Qualcosa che, poi, doveva far tendenza. Caratterizza, sempre più visibilmente, lo stile di vita dei multimilionari e dei miliardari in Svizzera, dove la discrezione è garantita. Appartiene alle prerogative di un paese che, per ragioni storiche, non ha conosciuto sfarzi principeschi e conseguenti cortigianerie. Si è, così, sviluppata una diffusa indifferenza nei confronti dei concittadini e degli ospiti più facoltosi. Si deve parlare di una sorta di tacito accordo che regola la convivenza fra ceti, distanti sul piano finanziario, ma in pratica vicini, nel vissuto collettivo di ogni giorno. In altre parole, esiste e funziona un rapporto d’interdipendenza fra noi e loro. Noi, che usufruiamo di strutture, che consumiamo merci e servizi, che assistiamo a spettacoli e loro, che, spesso, questi beni li progettano, producono, propongono.
Far emergere questa reciprocità è, evidentemente, l’obiettivo degli inviati di «Bilanz» che, ogni anno, esplorano il pianeta dei «300 più ricchi», a cui è dedicato il numero di dicembre, dall’allusiva copertina dorata.

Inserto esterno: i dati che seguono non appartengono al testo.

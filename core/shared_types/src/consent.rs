use crate::UserId;
use chrono::{DateTime, Utc};
use serde::{Deserialize, Serialize};

#[derive(Serialize, Deserialize, Debug, Clone, Copy, PartialEq, Eq, Hash)]
#[serde(rename_all = "snake_case")]
pub enum ConsentType {
    DataSharing,
    Research,
    EmergencyContact,
}

impl ConsentType {
    pub fn as_str(self) -> &'static str {
        match self {
            ConsentType::DataSharing => "data_sharing",
            ConsentType::Research => "research",
            ConsentType::EmergencyContact => "emergency_contact",
        }
    }

    pub fn parse(s: &str) -> Option<Self> {
        match s {
            "data_sharing" => Some(ConsentType::DataSharing),
            "research" => Some(ConsentType::Research),
            "emergency_contact" => Some(ConsentType::EmergencyContact),
            _ => None,
        }
    }
}

/// One entry in the append-only consent ledger. Current state for a
/// `(user_id, consent_type)` pair is the latest entry.
#[derive(Serialize, Deserialize, Debug, Clone)]
pub struct ConsentRecord {
    pub user_id: UserId,
    pub consent_type: ConsentType,
    pub granted: bool,
    pub version: String,
    pub granted_at: DateTime<Utc>,
    /// How consent was captured, e.g. "registration_form", "profile_update".
    pub method: String,
}

#[cfg(test)]
mod tests {
    use super::*;

    #[test]
    fn consent_type_round_trip() {
        for ty in [
            ConsentType::DataSharing,
            ConsentType::Research,
            ConsentType::EmergencyContact,
        ] {
            assert_eq!(ConsentType::parse(ty.as_str()), Some(ty));
        }
        assert_eq!(ConsentType::parse("marketing"), None);
    }
}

Non si tratta, sia chiaro, di interviste strappate o manipolate, bensì regolarmente concesse a giornalisti che non formulano giudizi morali e neppure intendono violare la privacy di personaggi famosi. Al servizio di un magazine di divulgazione economica, cercano di spiegare, sulla scorta delle testimonianze dei protagonisti, come sia sempre possibile far fortuna, per usare un termine che sottintende fatalismo. Al quale, invece, questi 300 nostri concittadini non si arrendono. Ora, come ci sono riusciti, tanto da salire ai vertici con patrimoni a più di 7 cifre? Da noi, la nascita conta: secondo uno studio UBS, il 56% dei più facoltosi ha ereditato un’azienda familiare. Ma, scorrendo quest’elenco di privilegiati, ci si rende conto della crescente importanza dell’idea vincente, vedi Swatch, Foxtown, dello spirito innovativo, vedi software per droni e accessori medici, della creatività da archistar, vedi Santiago Calatrava, del talento sportivo, vedi Roger Federer. E magari sorprende che persino il «chupa chups», invenzione forse non geniale, possa procurare miliardi alla famiglia Perfetti, residente nel Ticino.

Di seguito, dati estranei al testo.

//! HTTP client for an OpenAI-compatible function-calling chat endpoint.
//!
//! One client serves both seams: `ChatModel` for the orchestrator's tool
//! loop and `StructuredModel` for the agents' strict-JSON prompts.

use async_trait::async_trait;
use once_cell::sync::Lazy;
use reqwest::Client;
use serde_json::{json, Value};
use shared_types::{
    ChatMessage, ChatModel, ChatOutcome, ChatRequest, ChatRole, CompletionRequest,
    LlmProviderConfig, ModelError, StructuredModel, ToolInvocation,
};
use std::time::Duration;

static HTTP_CLIENT: Lazy<Client> = Lazy::new(|| {
    Client::builder()
        .timeout(Duration::from_secs(30))
        .build()
        .expect("failed to build HTTP client")
});

const DEFAULT_BASE_URL: &str = "https://openrouter.ai/api/v1";

pub struct HttpLlmClient {
    config: LlmProviderConfig,
}

impl HttpLlmClient {
    pub fn new(config: LlmProviderConfig) -> Self {
        Self { config }
    }

    fn endpoint(&self) -> String {
        let base = self
            .config
            .base_url
            .as_deref()
            .unwrap_or(DEFAULT_BASE_URL)
            .trim_end_matches('/');
        format!("{base}/chat/completions")
    }

    async fn post(&self, body: Value) -> Result<Value, ModelError> {
        let mut request = HTTP_CLIENT
            .post(self.endpoint())
            .header("Content-Type", "application/json");

        if let Some(key) = &self.config.api_key {
            request = request.header("Authorization", format!("Bearer {key}"));
        }

        let response = request.json(&body).send().await.map_err(|e| {
            if e.is_timeout() {
                ModelError::Timeout(e.to_string())
            } else {
                ModelError::Unavailable(e.to_string())
            }
        })?;

        if !response.status().is_success() {
            let status = response.status();
            let text = response.text().await.unwrap_or_default();
            return Err(ModelError::Unavailable(format!(
                "provider returned {status}: {text}"
            )));
        }

        response
            .json::<Value>()
            .await
            .map_err(|e| ModelError::InvalidResponse(format!("body was not JSON: {e}")))
    }

    fn wire_messages(messages: &[ChatMessage]) -> Vec<Value> {
        messages
            .iter()
            .map(|m| {
                let role = match m.role {
                    ChatRole::System => "system",
                    ChatRole::User => "user",
                    ChatRole::Assistant => "assistant",
                    ChatRole::Tool => "tool",
                };
                let mut msg = json!({ "role": role, "content": m.content });
                if let Some(call_id) = &m.tool_call_id {
                    msg["tool_call_id"] = json!(call_id);
                }
                if let Some(tool_calls) = &m.tool_calls {
                    msg["tool_calls"] = tool_calls.clone();
                }
                msg
            })
            .collect()
    }
}

#[async_trait]
impl ChatModel for HttpLlmClient {
    async fn chat(&self, request: ChatRequest) -> Result<ChatOutcome, ModelError> {
        let mut body = json!({
            "model": self.config.model_name,
            "messages": Self::wire_messages(&request.messages),
        });

        if !request.tools.is_empty() {
            body["tools"] = Value::Array(
                request
                    .tools
                    .iter()
                    .map(|t| {
                        json!({
                            "type": "function",
                            "function": {
                                "name": t.name,
                                "description": t.description,
                                "parameters": t.parameters,
                            }
                        })
                    })
                    .collect(),
            );
            body["tool_choice"] = json!("auto");
        }

        let response = self.post(body).await?;
        parse_chat_response(&response)
    }
}

#[async_trait]
impl StructuredModel for HttpLlmClient {
    async fn complete(&self, request: CompletionRequest) -> Result<String, ModelError> {
        let mut body = json!({
            "model": self.config.model_name,
            "messages": [
                { "role": "system", "content": request.system },
                { "role": "user", "content": request.user },
            ],
        });

        if request.strict_json && self.config.strict_json {
            body["response_format"] = json!({ "type": "json_object" });
        }

        let response = self.post(body).await?;
        response["choices"][0]["message"]["content"]
            .as_str()
            .map(|s| s.to_string())
            .ok_or_else(|| ModelError::InvalidResponse("no content in response".to_string()))
    }
}

/// Provider-format echo of a batch of tool calls, attached to the assistant
/// message that precedes their results in the conversation.
pub fn to_wire_tool_calls(invocations: &[ToolInvocation]) -> Value {
    Value::Array(
        invocations
            .iter()
            .map(|inv| {
                json!({
                    "id": inv.call_id,
                    "type": "function",
                    "function": {
                        "name": inv.name,
                        "arguments": inv.arguments.to_string(),
                    }
                })
            })
            .collect(),
    )
}

/// Interpret one chat completion: tool calls win over content when both are
/// present, mirroring the function-calling contract.
fn parse_chat_response(response: &Value) -> Result<ChatOutcome, ModelError> {
    let message = &response["choices"][0]["message"];
    if message.is_null() {
        return Err(ModelError::InvalidResponse(
            "response carried no choices".to_string(),
        ));
    }

    if let Some(calls) = message["tool_calls"].as_array() {
        if !calls.is_empty() {
            let mut invocations = Vec::with_capacity(calls.len());
            for call in calls {
                let name = call["function"]["name"]
                    .as_str()
                    .ok_or_else(|| {
                        ModelError::InvalidResponse("tool call without a name".to_string())
                    })?
                    .to_string();
                let call_id = call["id"].as_str().unwrap_or(&name).to_string();
                // Arguments arrive as a JSON-encoded string; a malformed
                // blob becomes an empty object rather than a failed turn.
                let arguments = call["function"]["arguments"]
                    .as_str()
                    .and_then(|raw| serde_json::from_str(raw).ok())
                    .unwrap_or_else(|| json!({}));

                invocations.push(ToolInvocation {
                    call_id,
                    name,
                    arguments,
                });
            }
            return Ok(ChatOutcome::ToolCalls(invocations));
        }
    }

    message["content"]
        .as_str()
        .map(|s| ChatOutcome::Reply(s.to_string()))
        .ok_or_else(|| ModelError::InvalidResponse("no content or tool calls".to_string()))
}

Il nostro Cantone ospita 15 super ricchi, fra cui figure di rilievo nella realtà locale. Si pensi ai Mantegazza, promotori dell’hockey luganese, a Tito Tettamanti, impegnato nella finanza mondiale e in pari tempo vicino ai problemi politici locali. E, proprio loro, cresciuti in provincia, apprezzano appunto la normalità, almeno nelle abitudini quotidiane. Sta di fatto, però, che la pubblicazione di questi dati conferma un’anomalia di fondo: le disuguaglianze fra i ceti. Meno accentuata in Svizzera, rispetto agli USA, e figurarsi la Cina. Comunque, si è prestata a interpretazioni di segno opposto. Secondo i dati ufficiali, i ricchi, che diventano sempre più ricchi, non hanno reso i poveri, più poveri, le cui entrate anzi aumentano. Non è d’accordo Tamara Funicello, presidente di Juso (gioventù socialista) che denuncia addirittura «la dittatura dei super ricchi». Sarà, questione di punti di vista.